Several people behind the neon-drenched Day Glo nightmare sat down with The Hollywood Reporter recently to talk about what went right, and what went wrong, as Batman & Robin turns 20 years old. And in the process, they put to rest a few longstanding rumors that have swirled around the project for years. Let's run through the most interesting ones that, officially, can be laid to rest.
Patrick Stewart Was Never Supposed To Play Freeze
Nabbing Patrick Stewart for the villainous role of Victor Freeze could have been a coup for Joel Schumacher's Batman & Robin. The esteemed thespian was already winning fans as Picard in the Star Trek universe. There have been rumors that Stewart and Anthony Hopkins (currently seen in a Transformers sequel) were considered for the role that eventually went to Arnold Schwarzenegger, but Joel Schumacher tells THR that isn't the case. The director confirms:
It's a wonderful idea. But no one ever suggested him. I had met with Arnold several times, because he was always interested in working together.
I'm not sure if it has ever been confirmed that Patrick Stewart was the inspiration for the Mr. Freeze that turned up on the Batman: The Animated Series program, which ran on TV through the 1990s. But because Stewart never got in the conversation for Batman & Robin, Freeze will be frozen in our minds as a cigar-chomping, pun-spitting supervillain. That's a shame.

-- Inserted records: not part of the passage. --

//! The message multiplexer: one stream, one reader task, many handlers.
//!
//! An [`Endpoint`] owns a [`Stream`]. A single background reader parses one
//! framed message at a time and offers it to every registered handler's
//! filter; matching messages are pushed into the handler's bounded inbox
//! and consumed on the handler's own task. Writers call [`Endpoint::send`]
//! directly; a write lock keeps frames from interleaving on the wire.
//!
//! Backpressure is deliberate: a full handler inbox stalls the dispatch
//! loop, which stalls the wire read. Memory stays bounded at the cost of
//! head-of-line blocking across handlers.
//!
//! # Handler contract
//!
//! - `filter(header) -> (matched, keep)` runs on the reader task. It must
//!   be short, non-blocking, and must not touch the handler table; in-place
//!   removal is what the `keep` return value is for.
//! - `consumer(message)` runs on the handler's task and may block.
//! - `closer(error)` runs exactly once, after the handler stops for any
//!   reason. It carries the stream error when the endpoint died.

use std::collections::HashMap;
use std::future::Future;
use std::pin::Pin;
use std::sync::atomic::{AtomicBool, AtomicU64, Ordering};
use std::sync::{Arc, Mutex, MutexGuard, PoisonError, Weak};

use qibus_proto::message::DEFAULT_MAX_PAYLOAD;
use qibus_proto::{Header, Kind, Message, Value};
use tokio::sync::mpsc;
use tokio::sync::Notify;
use tokio::task::AbortHandle;

use crate::errors::NetError;
use crate::stream::{Hold, ReadHalf, Stream, WriteHalf};

/// Per-handler inbox depth.
const QUEUE_DEPTH: usize = 10;

/// Identifier of a registered handler.
pub type HandlerId = u64;

/// Decides whether a message belongs to a handler and whether the handler
/// stays registered afterwards.
pub type Filter = Box<dyn Fn(&Header) -> (bool, bool) + Send + Sync>;

/// Future returned by a consumer invocation.
pub type ConsumerFuture = Pin<Box<dyn Future<Output = Result<(), NetError>> + Send>>;

/// Processes messages selected by the filter, on the handler's own task.
pub type Consumer = Box<dyn FnMut(Message) -> ConsumerFuture + Send>;

/// Invoked exactly once when the handler stops; receives the stream error
/// when the endpoint closed abnormally.
pub type Closer = Box<dyn FnOnce(Option<NetError>) + Send>;

/// Adapt an async closure into a boxed [`Consumer`].
pub fn consumer<F, Fut>(mut f: F) -> Consumer
where
    F: FnMut(Message) -> Fut + Send + 'static,
    Fut: Future<Output = Result<(), NetError>> + Send + 'static,
{
    Box::new(move |msg| Box::pin(f(msg)))
}

/// Tuning knobs for an endpoint.
#[derive(Debug, Clone)]
pub struct EndpointConfig {
    /// Upper bound on accepted payload sizes, checked before allocation.
    pub max_payload: u32,
}

impl Default for EndpointConfig {
    fn default() -> Self {
        Self { max_payload: DEFAULT_MAX_PAYLOAD }
    }
}

/// A message-level view of one stream. Cheap to clone.
#[derive(Clone)]
pub struct Endpoint {
    inner: Arc<Inner>,
}

struct Inner {
    peer: String,
    writer: tokio::sync::Mutex<WriteHalf>,
    table: Mutex<Table>,
    next_id: AtomicU64,
    reader_abort: Mutex<Option<AbortHandle>>,
    /// Keeps transport guts (e.g. a QUIC connection) alive.
    _hold: Hold,
}

#[derive(Default)]
struct Table {
    entries: HashMap<HandlerId, Entry>,
    closed: bool,
    close_reason: Option<NetError>,
}

struct Entry {
    filter: Filter,
    queue: mpsc::Sender<Message>,
    cancel: Arc<Notify>,
    cancelled: Arc<AtomicBool>,
    fault: Arc<Mutex<Option<NetError>>>,
}

/// Outcome of offering one message to the handler table.
#[derive(Debug, Clone, Copy, PartialEq, Eq)]
enum DispatchOutcome {
    Delivered,
    NoHandler,
    NoMatch,
}

fn lock<T>(mutex: &Mutex<T>) -> MutexGuard<'_, T> {
    mutex.lock().unwrap_or_else(PoisonError::into_inner)
}

impl Endpoint {
    /// Wrap a stream with default configuration and start the reader.
    pub fn new(stream: Stream) -> Self {
        Self::with_config(stream, EndpointConfig::default())
    }

    /// Wrap a stream and start the reader.
    pub fn with_config(stream: Stream, config: EndpointConfig) -> Self {
        let (reader, writer, peer, hold) = stream.into_parts();
        let inner = Arc::new(Inner {
            peer,
            writer: tokio::sync::Mutex::new(writer),
            table: Mutex::new(Table::default()),
            next_id: AtomicU64::new(1),
            reader_abort: Mutex::new(None),
            _hold: hold,
        });
        let weak = Arc::downgrade(&inner);
        let handle = tokio::spawn(read_loop(weak, reader, config.max_payload));
        *lock(&inner.reader_abort) = Some(handle.abort_handle());
        Self { inner }
    }

    /// Peer identification for logs.
    pub fn peer(&self) -> &str {
        &self.inner.peer
    }

    /// True once the endpoint closed (locally or by stream error).
    pub fn is_closed(&self) -> bool {
        lock(&self.inner.table).closed
    }

    /// Push a message onto the wire.
    ///
    /// Serialized against concurrent senders; frames never interleave.
    pub async fn send(&self, msg: Message) -> Result<(), NetError> {
        if self.is_closed() {
            return Err(NetError::Closed);
        }
        let mut writer = self.inner.writer.lock().await;
        msg.write(&mut *writer).await.map_err(NetError::from)
    }

    /// Register a handler, spawning its worker task.
    ///
    /// Do not add or remove handlers from inside a filter; use the filter's
    /// `keep` return value instead.
    pub fn add_handler(&self, filter: Filter, consumer: Consumer, closer: Closer) -> HandlerId {
        let id = self.inner.next_id.fetch_add(1, Ordering::Relaxed);
        let (queue, inbox) = mpsc::channel(QUEUE_DEPTH);
        let cancel = Arc::new(Notify::new());
        let cancelled = Arc::new(AtomicBool::new(false));
        let fault = Arc::new(Mutex::new(None));

        tokio::spawn(handler_loop(
            inbox,
            cancel.clone(),
            cancelled.clone(),
            fault.clone(),
            consumer,
            closer,
        ));

        let entry = Entry { filter, queue, cancel, cancelled, fault };
        let mut table = lock(&self.inner.table);
        if table.closed {
            // Late registration on a dead endpoint: stop the handler right
            // away, propagating the original close reason.
            *lock(&entry.fault) = table.close_reason.clone();
            drop(entry);
            return id;
        }
        table.entries.insert(id, entry);
        id
    }

    /// Remove a handler, dropping any queued messages.
    pub fn remove_handler(&self, id: HandlerId) -> Result<(), NetError> {
        let entry = lock(&self.inner.table)
            .entries
            .remove(&id)
            .ok_or(NetError::HandlerNotFound(id))?;
        entry.cancelled.store(true, Ordering::Release);
        entry.cancel.notify_one();
        Ok(())
    }

    /// Receive the next message matching nothing in particular.
    ///
    /// Registers a one-shot catch-all handler; the channel closes after one
    /// message or when the endpoint does.
    pub fn receive_any(&self) -> mpsc::Receiver<Message> {
        let (tx, rx) = mpsc::channel(1);
        self.add_handler(
            Box::new(|_| (true, false)),
            consumer(move |msg| {
                let tx = tx.clone();
                async move {
                    let _ = tx.send(msg).await;
                    Ok(())
                }
            }),
            Box::new(|_| {}),
        );
        rx
    }

    /// Close the endpoint: stop the reader, stop every handler (draining
    /// their queues), shut the stream down.
    pub async fn close(&self) {
        self.inner.close_with(None).await;
        if let Some(handle) = lock(&self.inner.reader_abort).take() {
            handle.abort();
        }
    }
}

impl std::fmt::Debug for Endpoint {
    fn fmt(&self, f: &mut std::fmt::Formatter<'_>) -> std::fmt::Result {
        f.debug_struct("Endpoint")
            .field("peer", &self.inner.peer)
            .field("closed", &lock(&self.inner.table).closed)
            .finish()
    }
}

impl Inner {
    /// Offer a message to every handler; collect matching queues under the
    /// lock, push outside it.
    async fn dispatch(&self, msg: Message) -> DispatchOutcome {
        let (outcome, queues) = {
            let mut table = lock(&self.table);
            if table.entries.is_empty() {
                return DispatchOutcome::NoHandler;
            }
            let mut queues = Vec::new();
            let mut dropped = Vec::new();
            for (id, entry) in &table.entries {
                let (matched, keep) = (entry.filter)(&msg.header);
                if matched {
                    queues.push(entry.queue.clone());
                }
                if !keep {
                    dropped.push(*id);
                }
            }
            for id in dropped {
                // Dropping the entry closes its queue; the worker drains
                // what it already has and exits.
                table.entries.remove(&id);
            }
            let outcome = if queues.is_empty() {
                DispatchOutcome::NoMatch
            } else {
                DispatchOutcome::Delivered
            };
            (outcome, queues)
        };

        for queue in queues {
            // A full inbox blocks here, stalling the wire read on purpose.
            let _ = queue.send(msg.clone()).await;
        }
        outcome
    }

    /// Stop every handler and shut the stream down. Idempotent; the first
    /// caller's error wins.
    async fn close_with(&self, err: Option<NetError>) {
        let entries = {
            let mut table = lock(&self.table);
            if table.closed {
                return;
            }
            table.closed = true;
            table.close_reason = err.clone();
            std::mem::take(&mut table.entries)
        };
        for entry in entries.into_values() {
            *lock(&entry.fault) = err.clone();
            // Dropping the entry closes the queue: drain-then-exit.
            drop(entry);
        }
        let mut writer = self.writer.lock().await;
        let _ = tokio::io::AsyncWriteExt::shutdown(&mut *writer).await;
    }
}

/// The handler worker: pop from the inbox, run the consumer, fire the
/// closer exactly once on the way out.
async fn handler_loop(
    mut inbox: mpsc::Receiver<Message>,
    cancel: Arc<Notify>,
    cancelled: Arc<AtomicBool>,
    fault: Arc<Mutex<Option<NetError>>>,
    mut consumer: Consumer,
    closer: Closer,
) {
    loop {
        tokio::select! {
            msg = inbox.recv() => match msg {
                Some(msg) => {
                    if let Err(err) = consumer(msg).await {
                        tracing::warn!("failed to consume message: {err}");
                    }
                },
                None => break,
            },
            _ = cancel.notified() => {
                if cancelled.load(Ordering::Acquire) {
                    break;
                }
            },
        }
    }
    closer(lock(&fault).take());
}

/// The single reader: parse one message at a time, dispatch, die on the
/// first stream error.
async fn read_loop(inner: Weak<Inner>, mut reader: ReadHalf, max_payload: u32) {
    loop {
        let result = Message::read(&mut reader, max_payload).await;
        let Some(inner) = inner.upgrade() else {
            return;
        };
        match result {
            Ok(msg) => match inner.dispatch(msg.clone()).await {
                DispatchOutcome::Delivered => {},
                outcome @ (DispatchOutcome::NoHandler | DispatchOutcome::NoMatch) => {
                    log_unmatched(&inner.peer, outcome, &msg);
                },
            },
            Err(err) => {
                tracing::debug!(peer = %inner.peer, "stream closed: {err}");
                inner.close_with(Some(NetError::from(err))).await;
                return;
            },
        }
    }
}

fn log_unmatched(peer: &str, outcome: DispatchOutcome, msg: &Message) {
    let reason = match outcome {
        DispatchOutcome::NoHandler => "no handler registered",
        _ => "no handler match",
    };
    if msg.header.kind() == Some(Kind::Error) {
        // Surface the decoded error string instead of raw bytes.
        let mut reader = qibus_proto::ByteReader::new(&msg.payload);
        let detail = Value::read(&mut reader)
            .ok()
            .and_then(|v| v.to_str().ok())
            .unwrap_or_else(|| "<malformed error payload>".to_string());
        tracing::info!(peer, header = ?msg.header, "message dropped ({reason}): error: {detail}");
    } else {
        tracing::info!(peer, header = ?msg.header, "message dropped ({reason})");
    }
}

Julia Roberts Was Never Set To Play Poison Ivy
This is another bit of fan casting, as Julia Roberts had worked with Joel Schumacher on Flatliners and Dying Young, so many connected her to the role of Poison Ivy in the director's second Batman movie. Not the case, however, as Schumacher explains to the trade publication:
Julia and I did two movies together back to back. We're friends. She would have picked up the phone and called me.
That wasn't destined to be the case. Schumacher confirms that he decided to cast Uma Thurman in the role after seeing her in a Vanity Fair cover shoot. Thurman's star was red hot at the time, thanks to her winning turn in Quentin Tarantino's Pulp Fiction. But the high-profile flops of Batman & Robin and The Avengers (not THAT Avengers) likely scared Thurman off blockbusters, sending her back to QT for the two Kill Bill films.

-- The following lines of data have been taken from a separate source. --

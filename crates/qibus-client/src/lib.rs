//! Client side of the qi-messaging protocol.
//!
//! A [`Client`] wraps one endpoint: it correlates calls with replies by
//! request id and turns signal subscriptions into channels. [`auth`] drives
//! the capability handshake that must complete before a server routes
//! anything else. A [`Proxy`] resolves method and signal names through a
//! fetched meta-object, and a [`Session`] ties it together: directory
//! tracking, a connection pool, and name-based proxy construction.

#![forbid(unsafe_code)]
#![warn(missing_docs)]

pub mod auth;
pub mod client;
mod errors;
pub mod proxy;
pub mod session;

pub use client::{Client, ClientConfig, Subscription};
pub use errors::ClientError;
pub use proxy::{fetch_meta_object, Proxy};
pub use session::{Session, SessionConfig};
//! Signal subscription bookkeeping.
//!
//! Subscriptions are keyed by `(signal uid, subscriber handler id)`; the
//! handler id is the 64-bit value the subscriber chose in its
//! `registerEvent` call. Emission sends one event frame per subscriber on
//! the channel that registered it; subscribers whose connection died are
//! dropped on the next emission.

use std::collections::HashMap;
use std::sync::{Arc, Mutex, MutexGuard, PoisonError};

use bytes::Bytes;

use crate::channel::Channel;

fn lock<T>(mutex: &Mutex<T>) -> MutexGuard<'_, T> {
    mutex.lock().unwrap_or_else(PoisonError::into_inner)
}

/// One registered subscriber.
#[derive(Clone)]
struct Subscriber {
    channel: Channel,
    service: u32,
    object: u32,
}

/// Shared signal-subscription table of one object.
///
/// Cloned into action handlers that need to emit events (the object
/// itself, or service implementations like the directory).
#[derive(Clone, Default)]
pub struct SignalHub {
    subscribers: Arc<Mutex<HashMap<(u32, u64), Subscriber>>>,
}

impl SignalHub {
    /// Create an empty hub.
    pub fn new() -> Self {
        Self::default()
    }

    /// Register a subscriber for a signal uid.
    ///
    /// `service`/`object` come from the registration message and are
    /// echoed in every event frame sent to this subscriber.
    pub(crate) fn add(
        &self,
        signal: u32,
        handler_ref: u64,
        channel: Channel,
        service: u32,
        object: u32,
    ) {
        lock(&self.subscribers)
            .insert((signal, handler_ref), Subscriber { channel, service, object });
    }

    /// Drop one subscription; true if it existed.
    pub(crate) fn remove(&self, signal: u32, handler_ref: u64) -> bool {
        lock(&self.subscribers).remove(&(signal, handler_ref)).is_some()
    }

    /// Drop every subscription (object termination).
    pub(crate) fn clear(&self) {
        lock(&self.subscribers).clear();
    }

    /// Number of live subscriptions for one signal uid.
    pub fn subscriber_count(&self, signal: u32) -> usize {
        lock(&self.subscribers).keys().filter(|(uid, _)| *uid == signal).count()
    }

    /// Emit one event frame per subscriber of `signal`.
    ///
    /// Subscribers whose channel is gone are removed instead of reported.
    pub async fn emit(&self, signal: u32, payload: Bytes) {
        let targets: Vec<((u32, u64), Subscriber)> = lock(&self.subscribers)
            .iter()
            .filter(|((uid, _), _)| *uid == signal)
            .map(|(key, subscriber)| (*key, subscriber.clone()))
            .collect();

        for (key, subscriber) in targets {
            let sent = subscriber
                .channel
                .send_event(subscriber.service, subscriber.object, signal, payload.clone())
                .await;
            if let Err(err) = sent {
                tracing::debug!("dropping dead subscriber of signal {signal}: {err}");
                lock(&self.subscribers).remove(&key);
            }
        }
    }
}

impl std::fmt::Debug for SignalHub {
    fn fmt(&self, f: &mut std::fmt::Formatter<'_>) -> std::fmt::Result {
        f.debug_struct("SignalHub")
            .field("subscriptions", &lock(&self.subscribers).len())
            .finish()
    }
}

Joel Schumacher Never Had An Arkham Asylum Script
There have been rumors over the years that between Batman Forever and Batman & Robin, Joel Schumacher had a script that would feature numerous Batman villains in an Arkham Asylum setting, but was swayed into doing Batman & Robin so that the studio could sell more toys. The Arkham idea is very popular among Batman fans -- there's currently a rumor going around that Matt Reeves and Ben Affleck may do the Asylum setting for their eventual solo Batman movie. But Schumacher shoot that rumor down in the THR piece, saying:
I remember a few journalists calling me and saying, 'There's a rumor that you felt you never got to make your Batman movie and that you had a secret script. And that you were going to shoot that.' Well that's all fantasy. ... I always wanted to do a whole Arkham movie, and did a scene at the end of Batman Forever when Jim [Carrey] is in a straightjacket and Nicole [Kidman] comes to see him. And it was just a nod to back to Arkham Asylum, which I love, and I thought it would be fun to put the other villains up there.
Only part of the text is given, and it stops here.